Help me Lord to wait on YOU!!!

Thursday, April 7, 2011

Making Progress Around Here

As I was walking through the isles of the grocery store today, I almost had to stop and do a little victory dance for myself. I quickly realized that I live in a small town and someone I know would be watching, so I decided to celebrate with you guys instead

*Insert victory dance here*

So, you might be wondering why exactly a victory dance was necessary. Well as I looked down at my shopping cart this afternoon, the progress I have made over the course of the last 6 months was overwhelming and I was so proud of how far I have come. Before having kids (and if I am going to be honest...even after) my grocery cart consisted of, well, anything fully processed and absolutely terrible for you.
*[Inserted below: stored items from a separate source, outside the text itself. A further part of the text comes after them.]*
//! Error types for the instrumentation engine.
//!
//! Errors are grouped by where they surface: resolution errors at trigger build
//! time, writeback, jump and lifecycle errors while a handler is used or fired, and
//! monitor errors whenever the registry talks to the host. Condition failures never
//! appear here; they are swallowed and read as "do not fire".

use thiserror::Error;

/// Result type for engine operations.
pub type Result<T, E = Error> = std::result::Result<T, E>;

/// Any error produced by the engine.
#[derive(Debug, Error)]
pub enum Error {
    /// A location could not be resolved.
    #[error(transparent)]
    Resolution(#[from] ResolutionError),

    /// A callback could not bind its arguments or write its results back.
    #[error(transparent)]
    Writeback(#[from] WritebackError),

    /// A handler was used after it was removed.
    #[error(transparent)]
    Lifecycle(#[from] LifecycleError),

    /// A jump callback could not move execution.
    #[error(transparent)]
    Jump(#[from] JumpError),

    /// The host monitor rejected a registry change.
    #[error(transparent)]
    Monitor(#[from] MonitorError),

    /// A host operation (code injection, predicate, debugger) failed.
    #[error(transparent)]
    Host(#[from] HostError),

    /// A breakpoint callback fired but no debugger was configured.
    #[error("no debugger is attached to the instrumenter")]
    NoDebugger,
}

/// Errors raised while turning identifiers into concrete locations.
#[derive(Debug, Error, Clone, PartialEq, Eq)]
pub enum ResolutionError {
    /// The identifier matched no instrumentable line.
    #[error("identifier `{identifier}` matches no instrumentable line in `{routine}`")]
    NoMatch {
        /// Canonical form of the identifier.
        identifier: String,
        /// Name of the anchor.
        routine: String,
    },

    /// Every identifier and anchor combination produced nothing.
    #[error("could not set any event based on the anchor and identifiers")]
    NoEvents,

    /// A source hash was given and does not match the anchor's current source.
    #[error("source hash mismatch for `{routine}`: expected {expected}, found {found}")]
    SourceHashMismatch {
        /// Name of the anchor.
        routine: String,
        /// Hash supplied by the caller.
        expected: String,
        /// Hash of the current source.
        found: String,
    },

    /// A relative offset or a source hash was used with the global anchor.
    #[error("{0} cannot be used with a global trigger")]
    GlobalAnchor(&'static str),

    /// `<start>` or `<return>` appeared inside an AND tuple.
    #[error("`{0}` cannot be combined with other identifiers")]
    SentinelInTuple(&'static str),

    /// An identifier could not be parsed.
    #[error("invalid identifier `{identifier}`: {reason}")]
    InvalidIdentifier {
        /// The offending text.
        identifier: String,
        /// Why it was rejected.
        reason: String,
    },

    /// A string condition is not a valid expression.
    #[error("invalid condition expression `{expression}`: {reason}")]
    InvalidCondition {
        /// The condition source.
        expression: String,
        /// Parser message from the host.
        reason: String,
    },
}

/// Errors raised while binding callback arguments or applying a writeback.
#[derive(Debug, Error, Clone, PartialEq, Eq)]
pub enum WritebackError {
    /// A declared parameter has no local of the same name.
    #[error("argument `{0}` not found in frame locals")]
    MissingArgument(String),

    /// `_retval` was declared by a callback fired outside a return event.
    #[error("`_retval` can only be used in <return> callbacks")]
    ReturnValueOutsideReturn,

    /// A writeback names a variable the frame does not have.
    #[error("cannot write back `{0}`: not a local of the frame")]
    UnknownLocal(String),

    /// The callback returned a value that is neither a map, none, nor the disable sentinel.
    #[error("callback must return a map for writeback or none, got {0}")]
    UnsupportedReturn(&'static str),

    /// A parameter list declared the same name twice.
    #[error("parameter `{0}` is declared more than once")]
    DuplicateParameter(String),
}

/// Errors raised by handler lifecycle operations.
#[derive(Debug, Error, Clone, Copy, PartialEq, Eq)]
pub enum LifecycleError {
    /// `enable` on a removed handler.
    #[error("cannot enable a removed handler")]
    EnableRemoved,

    /// `disable` on a removed handler.
    #[error("cannot disable a removed handler")]
    DisableRemoved,

    /// `submit` on a removed handler.
    #[error("cannot submit a removed handler")]
    SubmitRemoved,

    /// `submit` of a handler that belongs to another instrumenter.
    #[error("the handler is already submitted to another instrumenter")]
    ForeignInstrumenter,
}

/// Errors raised by jump callbacks.
#[derive(Debug, Error, Clone, PartialEq, Eq)]
pub enum JumpError {
    /// The target resolved to no line of the executing routine.
    #[error("could not determine line number for target `{target}` in `{routine}`")]
    Unresolved {
        /// Canonical form of the target.
        target: String,
        /// Name of the executing routine.
        routine: String,
    },

    /// The host refused to move the current line.
    #[error("cannot jump to line {line}: {reason}")]
    Refused {
        /// Requested line.
        line: u32,
        /// Host explanation.
        reason: String,
    },
}

/// Failure of the host monitoring facility.
///
/// Registry state would drift from the host's view after such a failure, so it is
/// always propagated.
#[derive(Debug, Error, Clone, PartialEq, Eq)]
#[error("monitor error: {message}")]
pub struct MonitorError {
    message: String,
}

impl MonitorError {
    /// Creates a monitor error with the given message.
    pub fn new(message: impl Into<String>) -> Self {
        Self {
            message: message.into(),
        }
    }
}

/// Failure reported by a host operation such as evaluation or execution.
#[derive(Debug, Error, Clone, PartialEq, Eq)]
#[error("{message}")]
pub struct HostError {
    message: String,
}

impl HostError {
    /// Creates a host error with the given message.
    pub fn new(message: impl Into<String>) -> Self {
        Self {
            message: message.into(),
        }
    }

    /// The error message.
    #[must_use]
    pub fn message(&self) -> &str {
        &self.message
    }
}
Mac n' Cheese, Top Ramen (for the hubs), cereal (and not the good kind, folks), chips, candy, you name it...it was in my cart. Me, my body, and my husband were doing just fine (or should I say we thought we were doing fine) with it and functioned pretty well; UNTIL the combination of pregnancy and hitting 30 were involved in the equation.

To some of you, it might be pretty disgusting that we would live that way, and to you, I admire the fact that you choose differently. It was/and still is a bit harder for me and my husband. I have analyzed and pondered over the "reasons why" for countless hours, but that's another post for another day (or maybe for a counseling session).
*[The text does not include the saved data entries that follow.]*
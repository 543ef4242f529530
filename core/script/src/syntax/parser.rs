//! Recursive descent parser over logical lines.

use super::{
    ast::{BinaryOp, Expr, FunctionDef, LogicalOp, Program, Stmt, StmtKind, UnaryOp},
    lexer::{LogicalLine, Punct, Token, logical_lines, tokenize},
};
use crate::error::SyntaxError;
use waypoint_engine::Value;

const KEYWORDS: &[&str] = &[
    "def", "lambda", "return", "assert", "pass", "and", "or", "not", "True", "False", "None",
];

/// Parses a whole source file.
///
/// # Errors
///
/// The source is not a valid program.
pub fn parse_program(source: &str) -> Result<Program, SyntaxError> {
    let lines = logical_lines(source)?;
    let mut parser = Parser {
        lines: &lines,
        pos: 0,
    };
    let body = parser.block(0)?;
    Ok(Program { body })
}

/// Parses a standalone expression, as used by conditions.
///
/// # Errors
///
/// The text is not a single valid expression.
pub fn parse_expression(text: &str) -> Result<Expr, SyntaxError> {
    let tokens = tokenize(text, 1)?;
    if tokens.is_empty() {
        return Err(SyntaxError::new(1, "expected an expression"));
    }
    let mut cursor = Cursor::new(&tokens, 1);
    let expr = cursor.expression()?;
    cursor.finish()?;
    Ok(expr)
}

/// Parses statements executed inside a running frame.
///
/// Definitions and `return` are refused: injected code runs in the frame's
/// namespace but is not itself a routine.
///
/// # Errors
///
/// The text does not parse or contains a refused statement.
pub fn parse_snippet(text: &str) -> Result<Vec<Stmt>, SyntaxError> {
    let lines = logical_lines(text)?;
    let indent = lines.iter().map(|line| line.indent).min().unwrap_or(0);
    let mut parser = Parser {
        lines: &lines,
        pos: 0,
    };
    let body = parser.block(indent)?;
    for stmt in &body {
        let refused = match stmt.kind {
            StmtKind::Def(_) => "`def`",
            StmtKind::Lambda { .. } => "`lambda`",
            StmtKind::Return(_) => "`return`",
            _ => continue,
        };
        return Err(SyntaxError::new(
            stmt.line,
            format!("{refused} is not allowed in injected code"),
        ));
    }
    Ok(body)
}

fn is_keyword(name: &str) -> bool {
    KEYWORDS.contains(&name)
}

struct Parser<'a> {
    lines: &'a [LogicalLine],
    pos: usize,
}

impl Parser<'_> {
    fn block(&mut self, indent: usize) -> Result<Vec<Stmt>, SyntaxError> {
        let lines = self.lines;
        let mut body = Vec::new();
        while let Some(line) = lines.get(self.pos) {
            if line.indent < indent {
                break;
            }
            if line.indent > indent {
                return Err(SyntaxError::new(line.number, "unexpected indent"));
            }
            if matches!(line.tokens[0], Token::Punct(Punct::At)) || line.tokens[0].is_word("def") {
                body.push(self.definition(indent)?);
                continue;
            }

            self.pos += 1;
            for simple in line
                .tokens
                .split(|token| matches!(token, Token::Punct(Punct::Semicolon)))
                .filter(|tokens| !tokens.is_empty())
            {
                body.push(simple_statement(simple, line.number)?);
            }
        }
        Ok(body)
    }

    fn definition(&mut self, indent: usize) -> Result<Stmt, SyntaxError> {
        let lines = self.lines;
        let mut decorators = Vec::new();
        let mut first_line = None;
        let mut last_seen = 0;

        while let Some(line) = lines.get(self.pos) {
            if !matches!(line.tokens[0], Token::Punct(Punct::At)) {
                break;
            }
            if line.indent != indent {
                return Err(SyntaxError::new(line.number, "unexpected indent"));
            }
            if line.tokens.len() == 1 {
                return Err(SyntaxError::new(line.number, "expected a decorator after `@`"));
            }
            let text: Vec<String> = line.tokens[1..].iter().map(Token::to_string).collect();
            decorators.push(text.join(" "));
            first_line.get_or_insert(line.number);
            last_seen = line.number;
            self.pos += 1;
        }

        let header = match lines.get(self.pos) {
            Some(line) if line.indent == indent && line.tokens[0].is_word("def") => line,
            Some(line) => {
                return Err(SyntaxError::new(line.number, "expected `def` after decorators"));
            }
            None => return Err(SyntaxError::new(last_seen, "expected `def` after decorators")),
        };
        self.pos += 1;

        let mut cursor = Cursor::new(&header.tokens[1..], header.number);
        let name = cursor.name()?;
        cursor.expect(Punct::LParen)?;
        let params = cursor.params(Punct::RParen)?;
        cursor.expect(Punct::Colon)?;
        cursor.finish()?;

        let body_indent = match lines.get(self.pos) {
            Some(line) if line.indent > indent => line.indent,
            _ => {
                return Err(SyntaxError::new(
                    header.number,
                    format!("expected an indented body for `{name}`"),
                ));
            }
        };
        let body = self.block(body_indent)?;
        let last_line = body.last().map_or(header.number, Stmt::last_line);

        Ok(Stmt {
            line: header.number,
            kind: StmtKind::Def(Box::new(FunctionDef {
                name,
                params,
                decorators,
                first_line: first_line.unwrap_or(header.number),
                header_line: header.number,
                last_line,
                body,
            })),
        })
    }
}

fn simple_statement(tokens: &[Token], line: u32) -> Result<Stmt, SyntaxError> {
    let mut cursor = Cursor::new(tokens, line);
    let kind = match tokens {
        [first, rest @ ..] if first.is_word("return") => {
            cursor.next();
            let value = if rest.is_empty() {
                None
            } else {
                Some(cursor.expression()?)
            };
            StmtKind::Return(value)
        }
        [first, ..] if first.is_word("assert") => {
            cursor.next();
            StmtKind::Assert(cursor.expression()?)
        }
        [first, ..] if first.is_word("pass") => {
            cursor.next();
            StmtKind::Pass
        }
        [first, ..] if first.is_word("def") => {
            return Err(SyntaxError::new(line, "`def` must start its own line"));
        }
        [Token::Name(target), Token::Punct(Punct::Assign), rest @ ..] => {
            if is_keyword(target) {
                return Err(SyntaxError::new(line, format!("cannot assign to `{target}`")));
            }
            cursor.next();
            cursor.next();
            if rest.first().is_some_and(|token| token.is_word("lambda")) {
                cursor.next();
                let params = cursor.params(Punct::Colon)?;
                StmtKind::Lambda {
                    target: target.clone(),
                    params,
                    body: cursor.expression()?,
                }
            } else {
                StmtKind::Assign {
                    target: target.clone(),
                    value: cursor.expression()?,
                }
            }
        }
        _ => StmtKind::Expr(cursor.expression()?),
    };
    cursor.finish()?;
    Ok(Stmt { line, kind })
}

struct Cursor<'t> {
    tokens: &'t [Token],
    pos: usize,
    line: u32,
}

impl<'t> Cursor<'t> {
    fn new(tokens: &'t [Token], line: u32) -> Self {
        Self {
            tokens,
            pos: 0,
            line,
        }
    }

    fn error(&self, message: impl Into<String>) -> SyntaxError {
        SyntaxError::new(self.line, message)
    }

    fn peek(&self) -> Option<&'t Token> {
        self.tokens.get(self.pos)
    }

    fn next(&mut self) -> Option<&'t Token> {
        let token = self.tokens.get(self.pos)?;
        self.pos += 1;
        Some(token)
    }

    fn eat(&mut self, punct: Punct) -> bool {
        if self.peek() == Some(&Token::Punct(punct)) {
            self.pos += 1;
            true
        } else {
            false
        }
    }

    fn eat_word(&mut self, word: &str) -> bool {
        if self.peek().is_some_and(|token| token.is_word(word)) {
            self.pos += 1;
            true
        } else {
            false
        }
    }

    fn expect(&mut self, punct: Punct) -> Result<(), SyntaxError> {
        if self.eat(punct) {
            return Ok(());
        }
        let expected = Token::Punct(punct);
        Err(match self.peek() {
            Some(found) => self.error(format!("expected `{expected}`, found `{found}`")),
            None => self.error(format!("expected `{expected}` at end of line")),
        })
    }

    fn finish(&self) -> Result<(), SyntaxError> {
        match self.peek() {
            None => Ok(()),
            Some(token) => Err(self.error(format!("unexpected `{token}`"))),
        }
    }

    fn name(&mut self) -> Result<String, SyntaxError> {
        match self.next() {
            Some(Token::Name(name)) if !is_keyword(name) => Ok(name.clone()),
            Some(token) => Err(self.error(format!("expected a name, found `{token}`"))),
            None => Err(self.error("expected a name")),
        }
    }

    /// Comma separated names up to and including `close`.
    fn params(&mut self, close: Punct) -> Result<Vec<String>, SyntaxError> {
        let mut params: Vec<String> = Vec::new();
        while !self.eat(close) {
            let name = self.name()?;
            if params.contains(&name) {
                return Err(self.error(format!("duplicate parameter `{name}`")));
            }
            params.push(name);
            if !self.eat(Punct::Comma) {
                self.expect(close)?;
                break;
            }
        }
        Ok(params)
    }

    fn expression(&mut self) -> Result<Expr, SyntaxError> {
        self.or()
    }

    fn or(&mut self) -> Result<Expr, SyntaxError> {
        let mut lhs = self.and()?;
        while self.eat_word("or") {
            let rhs = self.and()?;
            lhs = logical(LogicalOp::Or, lhs, rhs);
        }
        Ok(lhs)
    }

    fn and(&mut self) -> Result<Expr, SyntaxError> {
        let mut lhs = self.not()?;
        while self.eat_word("and") {
            let rhs = self.not()?;
            lhs = logical(LogicalOp::And, lhs, rhs);
        }
        Ok(lhs)
    }

    fn not(&mut self) -> Result<Expr, SyntaxError> {
        if self.eat_word("not") {
            return Ok(Expr::Unary {
                op: UnaryOp::Not,
                operand: Box::new(self.not()?),
            });
        }
        self.comparison()
    }

    fn comparison(&mut self) -> Result<Expr, SyntaxError> {
        let mut lhs = self.additive()?;
        while let Some(op) = self.binary_op(&[
            (Punct::Eq, BinaryOp::Eq),
            (Punct::NotEq, BinaryOp::NotEq),
            (Punct::Lt, BinaryOp::Lt),
            (Punct::LtEq, BinaryOp::LtEq),
            (Punct::Gt, BinaryOp::Gt),
            (Punct::GtEq, BinaryOp::GtEq),
        ]) {
            let rhs = self.additive()?;
            lhs = binary(op, lhs, rhs);
        }
        Ok(lhs)
    }

    fn additive(&mut self) -> Result<Expr, SyntaxError> {
        let mut lhs = self.multiplicative()?;
        while let Some(op) = self.binary_op(&[(Punct::Plus, BinaryOp::Add), (Punct::Minus, BinaryOp::Sub)])
        {
            let rhs = self.multiplicative()?;
            lhs = binary(op, lhs, rhs);
        }
        Ok(lhs)
    }

    fn multiplicative(&mut self) -> Result<Expr, SyntaxError> {
        let mut lhs = self.unary()?;
        while let Some(op) = self.binary_op(&[
            (Punct::Star, BinaryOp::Mul),
            (Punct::Slash, BinaryOp::Div),
            (Punct::Percent, BinaryOp::Rem),
        ]) {
            let rhs = self.unary()?;
            lhs = binary(op, lhs, rhs);
        }
        Ok(lhs)
    }

    fn binary_op(&mut self, table: &[(Punct, BinaryOp)]) -> Option<BinaryOp> {
        let Some(Token::Punct(found)) = self.peek() else {
            return None;
        };
        let (_, op) = table.iter().find(|(punct, _)| punct == found)?;
        self.pos += 1;
        Some(*op)
    }

    fn unary(&mut self) -> Result<Expr, SyntaxError> {
        if self.eat(Punct::Minus) {
            return Ok(Expr::Unary {
                op: UnaryOp::Neg,
                operand: Box::new(self.unary()?),
            });
        }
        if self.eat(Punct::Plus) {
            return self.unary();
        }
        let expr = self.primary()?;
        if self.peek() == Some(&Token::Punct(Punct::LParen)) {
            return Err(self.error("only named routines can be called"));
        }
        Ok(expr)
    }

    fn primary(&mut self) -> Result<Expr, SyntaxError> {
        let Some(token) = self.next() else {
            return Err(self.error("expected an expression"));
        };
        let expr = match token {
            Token::Int(i) => Expr::Literal(Value::Int(*i)),
            Token::Float(x) => Expr::Literal(Value::Float(*x)),
            Token::Str(s) => Expr::Literal(Value::from(s.as_str())),
            Token::Name(name) => match name.as_str() {
                "True" => Expr::Literal(Value::Bool(true)),
                "False" => Expr::Literal(Value::Bool(false)),
                "None" => Expr::Literal(Value::None),
                keyword if is_keyword(keyword) => {
                    return Err(self.error(format!("unexpected `{keyword}`")));
                }
                _ if self.eat(Punct::LParen) => Expr::Call {
                    callee: name.clone(),
                    args: self.items(Punct::RParen)?,
                },
                _ => Expr::Name(name.clone()),
            },
            Token::Punct(Punct::LParen) => {
                let inner = self.expression()?;
                self.expect(Punct::RParen)?;
                inner
            }
            Token::Punct(Punct::LBracket) => Expr::List(self.items(Punct::RBracket)?),
            Token::Punct(_) => return Err(self.error(format!("unexpected `{token}`"))),
        };
        Ok(expr)
    }

    /// Comma separated expressions up to and including `close`.
    fn items(&mut self, close: Punct) -> Result<Vec<Expr>, SyntaxError> {
        let mut items = Vec::new();
        while !self.eat(close) {
            items.push(self.expression()?);
            if !self.eat(Punct::Comma) {
                self.expect(close)?;
                break;
            }
        }
        Ok(items)
    }
}

fn binary(op: BinaryOp, lhs: Expr, rhs: Expr) -> Expr {
    Expr::Binary {
        op,
        lhs: Box::new(lhs),
        rhs: Box::new(rhs),
    }
}

fn logical(op: LogicalOp, lhs: Expr, rhs: Expr) -> Expr {
    Expr::Logical {
        op,
        lhs: Box::new(lhs),
        rhs: Box::new(rhs),
    }
}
Anywhoo, I put my foot down (pretty lightly) in October and started working out 3-4 days a week for 30 minutes a day. I kept telling myself and others that I didn't want to "diet" because I wanted to make a lifestyle change. I think that was initially an excuse for me to continue to eat the same and hope that exercising minimally would do the trick. Well, month by month went by and I wasn't able to see much progress. I would evaluate myself at the end of each month and make changes to my eating and exercise habits. I started working out more, cutting out treats, eliminating colored drinks, and working out more (I know I already said that). I am now to the point of celebrating a couple different paths of progress!!!! By no means have I hit my goals or do I eat everything I should all the time. However, I am adamantly writing down everything I put into my body, working out 6-7 days a week for 60-90 minutes at a time, AND my grocery cart is full of fruits, veggies, flour, eggs, etc. I am passing up complete isles in the grocery store without a second thought (they would be the ice-cream isle and the snacks/chips isle). I am walking by the candy bars in the check out line thinking "yuk, I worked out so hard today and eating 2 of those things would cancel out everything I have accomplished". Seriously, friends, I almost started crying today at the grocery store when I realized the things I was thinking to myself, how much work I have been putting in, and the choices I have been making. This is a huge accomplishment for me and nothing celebrated it better than a victory dance.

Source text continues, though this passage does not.